Sunday, August 09, 2020

Deacon reflection 7

I never thought I’d be doing this

I have been a deacon for a little more than four years. There have been a few highlights during those times, but I’d like to write about what have been two areas of my diaconal ministry that have moved me. They are also areas where I am surprised by my way of connecting with people.

Funerals

With only one priest in the parish, who tries to visit all the more than forty-five villages in the parish every two months, there are times when he cannot be present for funeral Mass. In many villages, a Delegate of the Word presides at a Celebration of the Word, There are not many who seek a Mass or a Celebration with Communion, outside of the main towns in the parish.

I have made myself available for funerals and, at times, the pastor or a delegate of the Word calls me to come. There is not much time for preparation, since people are usually buried within twenty-hours of their death. Often I don’t know the person who died, though there have been times when I had visited the deceased, bringing them communion.

Being present in times of loss is important. I try to say a few words of comfort and of hope. But there is a line in the prayer in the funeral rite that touches me almost every time I preside.

As the family gathers around the casket to pray the final commendation, the church prays:

“May the Lord be merciful with our brother/sister, so that, free from death, absolved by his/her sins, reconciled with the Father and carried on the shoulders of the Good Shepherd, he/she may merit to enjoy the eternal joy of the saints in the entourage of the eternal King.” (My translation).

Often I ask the family to visualize their loved one on the shoulders of Christ the Good Shepherd or held like a child in Christ’s loving arms.

Many times I have been asked to pray in the homes where they have been waking the body of the person who died. I usually do a short Celebration of the Word  with one reading and the rites of commendation of the body. 

Often there are many people - in the room where the coffin is and outside - to accompany the family. These times of prayer can be extremely moving and it is important to be there. Earlier this year I prayed beside the small coffin of a still born infant. 



Marriage preparation

Though I have been helping in the Dulce Nombre parish for years, I didn’t notice many sacramental marriages until last year.

I’m not sure why there are so few couples married in the church. Some possible reasons might include one or more of these:  fear of the commitment of a sacramental marriage; the cost of a civil marriage (since a sacramental marriage cannot take place without the civil marriage usually witnessed by a mayor); the expectations of a costly celebration; the lack of invitation by local church leaders – some of who only castigate people for “living in fornication”; not a strong sense of dating; the lack of a culture of marriage; many years without the presence of priests in rural villages except for a few times a year; and more.

Yet I often encourage couples to get married in the church.

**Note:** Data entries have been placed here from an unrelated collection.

impl Engine {
    pub fn new(registry: Registry, config: RouterConfig) -> Self {
        Self {
            registry: Arc::new(registry),
            breaker: Arc::new(CircuitBreaker::new()),
            metrics: RwLock::new(Arc::new(NoopRecorder)),
            config: config.normalized(),
        }
    }

    /// Registers a handler under the default version.
    pub fn register_agent(
        &self,
        agent_id: &str,
        handler: impl AgentHandler + 'static,
    ) -> Result<(), RegistryError> {
        self.registry.register(agent_id, handler)
    }

    pub fn register_agent_version(
        &self,
        agent_id: &str,
        version: &str,
        handler: impl AgentHandler + 'static,
    ) -> Result<(), RegistryError> {
        self.registry.register_version(agent_id, version, handler)
    }

    /// Swaps the injected metrics recorder.
    pub fn set_metrics_recorder(&self, recorder: Arc<dyn MetricsRecorder>) {
        *self.metrics.write() = recorder;
    }

    /// Shared handle to the underlying registry (useful as a replay
    /// resolver).
    pub fn registry(&self) -> Arc<Registry> {
        self.registry.clone()
    }

    pub fn config(&self) -> &RouterConfig {
        &self.config
    }

    /// Convenience: runs `invocations` as independent plan nodes.
    pub async fn run(
        &self,
        cancel: &CancellationToken,
        invocations: Vec<AgentInvocation>,
    ) -> RunReport {
        let task_id = invocations
            .first()
            .map(|invocation| invocation.input.task_id.clone())
            .unwrap_or_default();
        let nodes = invocations.into_iter().map(PlanNode::new).collect();
        self.run_plan(cancel, ExecutionPlan::new(task_id, nodes)).await
    }

    /// Executes `plan` level by level and returns results plus the
    /// finalized trace.
    pub async fn run_plan(&self, cancel: &CancellationToken, plan: ExecutionPlan) -> RunReport {
        let recorder = Arc::new(TraceRecorder::new(&plan.task_id, Utc::now()));

        let graph = match PlanGraph::build(&plan) {
            Ok(graph) => graph,
            Err(plan_err) => {
                warn!(task_id = %plan.task_id, error = %plan_err, "plan validation failed");
                recorder.add_step(TraceStep {
                    invocation_id: PLAN_VALIDATION_ID.to_string(),
                    agent_id: ROUTER_AGENT_ID.to_string(),
                    error: plan_err.to_string(),
                    attempt: 0,
                    ..TraceStep::default()
                });
                let result = AgentResult::failed(
                    AgentInvocation::new(PLAN_VALIDATION_ID, ROUTER_AGENT_ID, AgentInput::default()),
                    AgentError::failure(plan_err.to_string()),
                );
                return RunReport {
                    results: vec![result],
                    trace: recorder.finalize(Utc::now()),
                    error: Some(EngineError::Plan(plan_err)),
                };
            }
        };

        info!(
            task_id = %plan.task_id,
            nodes = graph.len(),
            levels = graph.levels().len(),
            workers = self.config.worker_pool_size,
            "executing plan"
        );

        let shared = Arc::new(WorkerShared {
            registry: self.registry.clone(),
            breaker: self.breaker.clone(),
            metrics: self.metrics.read().clone(),
            recorder: recorder.clone(),
            default_timeout: self.config.default_timeout,
            semaphore: Arc::new(Semaphore::new(self.config.worker_pool_size)),
            cancel: cancel.clone(),
        });

        let mut completed: BTreeMap<String, AgentResult> = BTreeMap::new();
        for (level_index, level) in graph.levels().iter().enumerate() {
            debug!(level = level_index, invocations = level.len(), "dispatching level");
            let mut handles = Vec::with_capacity(level.len());

            for invocation_id in level {
                let Some(node) = graph.node(invocation_id).cloned() else {
                    continue;
                };

                if let Some((dependency, cause)) = failed_dependency(&node, &completed) {
                    let error = AgentError::DependencyFailed { dependency, cause };
                    shared.recorder.add_step(TraceStep {
                        invocation_id: node.invocation.id.clone(),
                        agent_id: node.invocation.agent_id.clone(),
                        request_id: node.invocation.input.request_id.clone(),
                        input: node.invocation.input.clone(),
                        error: error.to_string(),
                        attempt: 0,
                        ..TraceStep::default()
                    });
                    let result = AgentResult::failed(node.invocation, error);
                    completed.insert(result.invocation.id.clone(), result);
                    continue;
                }

                let retry = node
                    .retry
                    .clone()
                    .unwrap_or_else(|| self.config.retry.clone())
                    .normalized();
                let breaker_policy = node
                    .circuit_breaker
                    .clone()
                    .unwrap_or_else(|| self.config.circuit_breaker.clone())
                    .normalized();

                let invocation = node.invocation.clone();
                let worker_shared = shared.clone();
                let handle = tokio::spawn(async move {
                    execute_node(worker_shared, node, retry, breaker_policy).await
                });
                handles.push((invocation, handle));
            }

            // Level barrier: level k+1 starts only after every worker of
            // level k has completed.
            let (invocations, tasks): (Vec<_>, Vec<_>) = handles.into_iter().unzip();
            let outcomes = futures::future::join_all(tasks).await;
            for (invocation, outcome) in invocations.into_iter().zip(outcomes) {
                let result = match outcome {
                    Ok(result) => result,
                    Err(join_err) => {
                        // Agent panics are converted inside execute_node; a
                        // JoinError here means the worker itself died.
                        warn!(
                            invocation_id = %invocation.id,
                            error = %join_err,
                            "worker task failed"
                        );
                        AgentResult::failed(
                            invocation,
                            AgentError::Panic(join_err.to_string()),
                        )
                    }
                };
                completed.insert(result.invocation.id.clone(), result);
            }
        }

        let error = cancel.is_cancelled().then_some(EngineError::Cancelled);
        RunReport {
            results: completed.into_values().collect(),
            trace: recorder.finalize(Utc::now()),
            error,
        }
    }
}

struct WorkerShared {
    registry: Arc<Registry>,
    breaker: Arc<CircuitBreaker>,
    metrics: Arc<dyn MetricsRecorder>,
    recorder: Arc<TraceRecorder>,
    default_timeout: Duration,
    semaphore: Arc<Semaphore>,
    cancel: CancellationToken,
}

/// First failed dependency of `node`, in normalized (ascending) order.
fn failed_dependency(
    node: &PlanNode,
    completed: &BTreeMap<String, AgentResult>,
) -> Option<(String, String)> {
    node.depends_on.iter().find_map(|dependency| {
        completed
            .get(dependency)
            .and_then(|result| result.error.as_ref())
            .map(|error| (dependency.clone(), error.to_string()))
    })
}

/// Runs the full per-node state machine: worker-slot acquisition, registry
/// lookup, circuit gate, then the attempt loop.
async fn execute_node(
    shared: Arc<WorkerShared>,
    node: PlanNode,
    retry: RetryPolicy,
    breaker_policy: CircuitBreakerPolicy,
) -> AgentResult {
    let invocation = node.invocation;
    let agent_id = invocation.agent_id.clone();

    let _permit = tokio::select! {
        _ = shared.cancel.cancelled() => {
            return AgentResult::failed(invocation, AgentError::Cancelled);
        }
        permit = shared.semaphore.clone().acquire_owned() => match permit {
            Ok(permit) => permit,
            Err(_closed) => {
                return AgentResult::failed(invocation, AgentError::Cancelled);
            }
        }
    };

    let Some(handler) = shared.registry.get(&agent_id) else {
        let error = AgentError::NotRegistered(agent_id.clone());
        shared.recorder.add_step(TraceStep {
            invocation_id: invocation.id.clone(),
            agent_id: agent_id.clone(),
            request_id: invocation.input.request_id.clone(),
            input: invocation.input.clone(),
            error: error.to_string(),
            attempt: 1,
            ..TraceStep::default()
        });
        shared
            .metrics
            .observe_invocation(&agent_id, STATUS_ERROR, Duration::ZERO);
        return AgentResult::failed(invocation, error);
    };

    let attempt_timeout = match shared
        .breaker
        .allow(&agent_id, &breaker_policy, Instant::now())
    {
        Admission::Rejected => {
            let error = AgentError::CircuitOpen(agent_id.clone());
            shared.recorder.add_step(TraceStep {
                invocation_id: invocation.id.clone(),
                agent_id: agent_id.clone(),
                request_id: invocation.input.request_id.clone(),
                input: invocation.input.clone(),
                error: error.to_string(),
                attempt: 0,
                ..TraceStep::default()
            });
            shared
                .metrics
                .observe_invocation(&agent_id, STATUS_CIRCUIT_OPEN, Duration::ZERO);
            shared.metrics.observe_circuit_open(&agent_id);
            return AgentResult::failed(invocation, error);
        }
        Admission::Granted { probe: true } if !breaker_policy.probe_timeout.is_zero() => {
            debug!(agent_id = %agent_id, "half-open probe admitted");
            breaker_policy.probe_timeout
        }
        Admission::Granted { .. } => shared.default_timeout,
    };

    let mut last_error: Option<AgentError> = None;
    for attempt in 1..=retry.max_attempts {
        let start = Instant::now();
        let outcome = invoke_guarded(
            handler.clone(),
            invocation.input.clone(),
            attempt_timeout,
            &shared.cancel,
        )
        .await;
        let duration = start.elapsed();

        match outcome {
            Ok(mut output) => {
                if output.duration.is_zero() {
                    output.duration = duration;
                }
                shared.breaker.record_success(&agent_id);
                shared
                    .metrics
                    .observe_invocation(&agent_id, STATUS_SUCCESS, duration);
                shared.recorder.add_step(TraceStep {
                    invocation_id: invocation.id.clone(),
                    agent_id: agent_id.clone(),
                    request_id: invocation.input.request_id.clone(),
                    input: invocation.input.clone(),
                    output: output.clone(),
                    duration,
                    attempt,
                    ..TraceStep::default()
                });
                return AgentResult {
                    invocation,
                    output,
                    error: None,
                };
            }
            Err(error) => {
                let opened =
                    shared
                        .breaker
                        .record_failure(&agent_id, &breaker_policy, Instant::now());
                if opened {
                    warn!(agent_id = %agent_id, error = %error, "circuit breaker opened");
                }
                shared
                    .metrics
                    .observe_invocation(&agent_id, STATUS_ERROR, duration);
                shared.recorder.add_step(TraceStep {
                    invocation_id: invocation.id.clone(),
                    agent_id: agent_id.clone(),
                    request_id: invocation.input.request_id.clone(),
                    input: invocation.input.clone(),
                    error: error.to_string(),
                    duration,
                    attempt,
                    ..TraceStep::default()
                });

                let cancelled = error == AgentError::Cancelled;
                let retryable = retry.is_retryable(&error);
                last_error = Some(error);
                if cancelled || attempt == retry.max_attempts || !retryable {
                    break;
                }

                shared.metrics.observe_retry(&agent_id);
                tokio::select! {
                    _ = shared.cancel.cancelled() => {
                        last_error = Some(AgentError::Cancelled);
                        break;
                    }
                    _ = tokio::time::sleep(backoff_duration(retry.backoff, attempt)) => {}
                }
            }
        }
    }

    let error = last_error.unwrap_or_else(|| AgentError::failure("no attempt executed"));
    AgentResult::failed(invocation, error)
}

I have often seen young men around the church door while their wives are inside with one or two kids. I jokingly ask them if they are married and when they say know I gently urge them to consider this.

The process might be a bit daunting. The couple meets with the pastor, then they have about three months of weekly meetings with a couple in their village. Then there is the interview of the couple as well as two witnesses, who know the couple. They also have to be married civilly before their church marriage.

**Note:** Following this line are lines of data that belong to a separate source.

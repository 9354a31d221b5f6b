//! Versioned agent registry.
//!
//! Handlers are stored under the normalized key `id@version` (default
//! version `v1`). Lookups are O(1) and a successful registration is visible
//! to every subsequent lookup; the map lives behind a single `RwLock`.

use parking_lot::RwLock;
use std::collections::HashMap;
use std::sync::Arc;

use super::error::RegistryError;
use super::types::AgentHandler;

pub const DEFAULT_VERSION: &str = "v1";

/// Builds the normalized `id@version` key.
pub fn versioned_id(agent_id: &str, version: &str) -> String {
    let version = if version.is_empty() {
        DEFAULT_VERSION
    } else {
        version
    };
    format!("{agent_id}@{version}")
}

/// Concurrent map from `agent_id@version` to handler.
#[derive(Default)]
pub struct Registry {
    agents: RwLock<HashMap<String, Arc<dyn AgentHandler>>>,
}

impl Registry {
    pub fn new() -> Self {
        Self::default()
    }

    /// Registers a handler under the default version.
    pub fn register(
        &self,
        agent_id: &str,
        handler: impl AgentHandler + 'static,
    ) -> Result<(), RegistryError> {
        self.register_version(agent_id, DEFAULT_VERSION, handler)
    }

    /// Registers a handler under `id@version`; an empty version normalizes
    /// to `v1`. Re-binding an existing key is rejected.
    pub fn register_version(
        &self,
        agent_id: &str,
        version: &str,
        handler: impl AgentHandler + 'static,
    ) -> Result<(), RegistryError> {
        if agent_id.is_empty() {
            return Err(RegistryError::EmptyAgentId);
        }
        let key = versioned_id(agent_id, version);

        let mut agents = self.agents.write();
        if agents.contains_key(&key) {
            return Err(RegistryError::DuplicateAgentId(key));
        }
        agents.insert(key, Arc::new(handler));
        Ok(())
    }

    /// Looks up `id` or `id@version`; a bare id resolves to `v1`.
    pub fn get(&self, agent_id: &str) -> Option<Arc<dyn AgentHandler>> {
        match agent_id.split_once('@') {
            Some((id, version)) => self.get_version(id, version),
            None => self.get_version(agent_id, DEFAULT_VERSION),
        }
    }

    pub fn get_version(&self, agent_id: &str, version: &str) -> Option<Arc<dyn AgentHandler>> {
        let key = versioned_id(agent_id, version);
        self.agents.read().get(&key).cloned()
    }
}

Since my ordination, I have been doing the final interview. This interview, with two witnesses, is to see if they are ready for the sacrament and also to see if there are any obstacles to marriage. At times this has been perfunctory. But recently, I have been finding it inspiring.

In one distant village – one hour by car from my house – six couples began meeting at least a year ago, reflecting on their faith and talking about getting married in the church. At first, they got some flak from the church leaders in their village who didn’t like the idea of people in fornication meeting together without a designated church leader. I, on the other hand, was delighted that some people were taking the initiative. Finally, the local leaders did not resist the formation of these couples in preparation for the sacrament of matrimony. But then the pandemic and the lock downs came.

As I got permission to go out on ministry Mondays through Fridays, I told the communities that I would come out and do the interviews in their villages. So far I have done eight interviews. In a few cases, one of the spouses is not baptized. I’ve met with the unbaptized to follow up on preparation in their villages. I’ve baptized one young man a few weeks ago a few days before his wedding. I’ll be baptizing two women in the next few weeks, the day before five couples are married in their village.


It has been so good to talk with these and try to help them see the presence of God in their relationships and, in many cases, their children.

Though I don’t preside at the celebrations of many marriages, these encounters are a real part of my diaconal ministry.

OTHER MINISTRIES

These two areas of diaconal ministry are really important. People need to feel the presence of the church in their lives – accompanying them in times of loss and in times of joy.

They are not alone. The Church is with them – and values them. The Church wants to share their sorrows and their joys.